Home preservers can calibrate their recipes with the help of pH paper to measure acidity and a refractometer to measure salinity – the former costs less than $10 at a hardware store, while the latter can be bought online for about $30. I’ve picked up both tools, since it can’t hurt to be more careful.

As far as mustard oil is concerned, Health Canada does consider it unacceptable for use as a food substance. That’s because it “contains erucic acid at levels that would exceed the limits specified in regulations,” the department explains in a written statement.

High levels of erucic acid can be harmful, especially for young children, says Warriner, who adds this also used to be a problem with rapeseed oil. But then, with some help from Canadian research, new strains of rapeseed were developed with lower levels of erucic acid: We know the far-less-bitter oil expressed from those strains as canola.

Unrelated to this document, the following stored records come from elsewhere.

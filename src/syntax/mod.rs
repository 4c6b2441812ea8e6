//! Parsing interface between the analysis core and the concrete grammar.
//!
//! This module provides:
//! - `SourceUnit`: a parsed file (tree + source + path), the unit of batch work
//! - `SyntaxProvider` trait: abstract "source text -> syntax tree" capability
//! - A factory-based provider lookup by file extension

use std::collections::HashMap;
use std::path::Path;
use std::sync::RwLock;

pub mod csharp;

/// A parsed source file.
///
/// Owns the syntax tree together with the bytes it was parsed from, so
/// node text can be extracted for the lifetime of the batch. Immutable
/// after construction.
pub struct SourceUnit {
    /// The tree-sitter parse tree.
    pub tree: tree_sitter::Tree,
    /// The original source bytes (kept for node text extraction).
    pub source: Vec<u8>,
    /// The file path as given on the command line / collected from disk.
    pub path: String,
}

impl SourceUnit {
    /// Get the source as a string slice.
    pub fn source_str(&self) -> &str {
        std::str::from_utf8(&self.source).unwrap_or("")
    }

    /// Get text for a tree-sitter node.
    pub fn node_text(&self, node: tree_sitter::Node) -> &str {
        node.utf8_text(&self.source).unwrap_or("")
    }

    /// The root node of the parse tree.
    pub fn root(&self) -> tree_sitter::Node<'_> {
        self.tree.root_node()
    }
}

/// Abstract parser capability.
///
/// The analysis core never constructs a tree-sitter parser directly; it
/// receives `SourceUnit`s produced through this trait, so the grammar is
/// swappable and the provider can be faked in tests.
pub trait SyntaxProvider: Send + Sync {
    /// Parse a source file into a syntax tree.
    ///
    /// Returns an error if parsing fails completely. Partial parse errors
    /// still yield a valid tree containing ERROR nodes; analysis proceeds
    /// on such trees.
    fn parse(&self, path: &Path, source: &[u8]) -> anyhow::Result<SourceUnit>;

    /// The language this provider handles (e.g., "csharp").
    fn language(&self) -> &str;
}

/// Factory function type for creating provider instances.
pub type ProviderFactory = fn() -> Box<dyn SyntaxProvider>;

lazy_static::lazy_static! {
    /// Global provider registry mapping file extensions to factories.
    static ref REGISTRY: RwLock<HashMap<String, ProviderFactory>> = RwLock::new(HashMap::new());
}

/// Register a provider factory for a file extension.
/// Extension should include the dot (e.g., ".cs").
pub fn register(ext: &str, factory: ProviderFactory) {
    let mut registry = REGISTRY.write().unwrap();
    registry.insert(ext.to_string(), factory);
}

/// Get a provider for the given file extension.
/// Returns None if no provider is registered for the extension.
pub fn for_extension(ext: &str) -> Option<Box<dyn SyntaxProvider>> {
    let registry = REGISTRY.read().unwrap();
    registry.get(ext).map(|factory| factory())
}

/// Initialize the provider registry.
/// Call this once at startup before parsing.
pub fn init() {
    register(".cs", csharp::factory);
}

/// Collect all descendants of `root` with the given node kind, in document
/// (pre-order) position. The root itself is excluded, matching the
/// "descendant" rather than "self-or-descendant" relation the walkers rely
/// on; matching nodes' own subtrees are still entered, so nested matches
/// are found too.
pub fn descendants_of_kind<'t>(
    root: tree_sitter::Node<'t>,
    kind: &str,
) -> Vec<tree_sitter::Node<'t>> {
    let mut found = Vec::new();
    let mut stack = vec![root];
    while let Some(node) = stack.pop() {
        if node.kind() == kind && node.id() != root.id() {
            found.push(node);
        }
        let mut cursor = node.walk();
        let children: Vec<_> = node.named_children(&mut cursor).collect();
        for child in children.into_iter().rev() {
            stack.push(child);
        }
    }
    found
}

#[cfg(test)]
mod tests {
    use super::*;

    #[test]
    fn registry_resolves_csharp() {
        init();

        let provider = for_extension(".cs");
        assert!(provider.is_some());
        assert_eq!(provider.unwrap().language(), "csharp");
    }

    #[test]
    fn unregistered_extension() {
        init();

        assert!(for_extension(".vb").is_none());
    }

    #[test]
    fn descendants_are_in_document_order() {
        init();
        let provider = for_extension(".cs").unwrap();
        let source = b"class A { void One() {} void Two() {} class B { void Three() {} } }";
        let unit = provider.parse(Path::new("A.cs"), source).unwrap();

        let methods = descendants_of_kind(unit.root(), "method_declaration");
        let names: Vec<&str> = methods
            .iter()
            .map(|m| unit.node_text(m.child_by_field_name("name").unwrap()))
            .collect();
        assert_eq!(names, vec!["One", "Two", "Three"]);

        let classes = descendants_of_kind(unit.root(), "class_declaration");
        assert_eq!(classes.len(), 2);
    }
}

Mustard also contains a high level of isothiocyanate, which is a natural antimicrobial, Warriner says. “It’s what gives mustard its burn and that pungent flavour. It’s a good preservative,” he says. “I can’t imagine [mustard oil] would be harmful if ingested in small doses. Like they say with everything, ‘Moderation is key.’”

That batch of mango pickle I made was worthy of Nani’s recipe. Tart and pungent – just a smidgen of it livened up a simple meal of lentil and rice. So when I spy another batch of raw mangoes at the Indian grocery store, I am definitely going to buy a bunch.

I plan to make my oil-based pickle again, although with more reverence for science along with my love for my grandmother.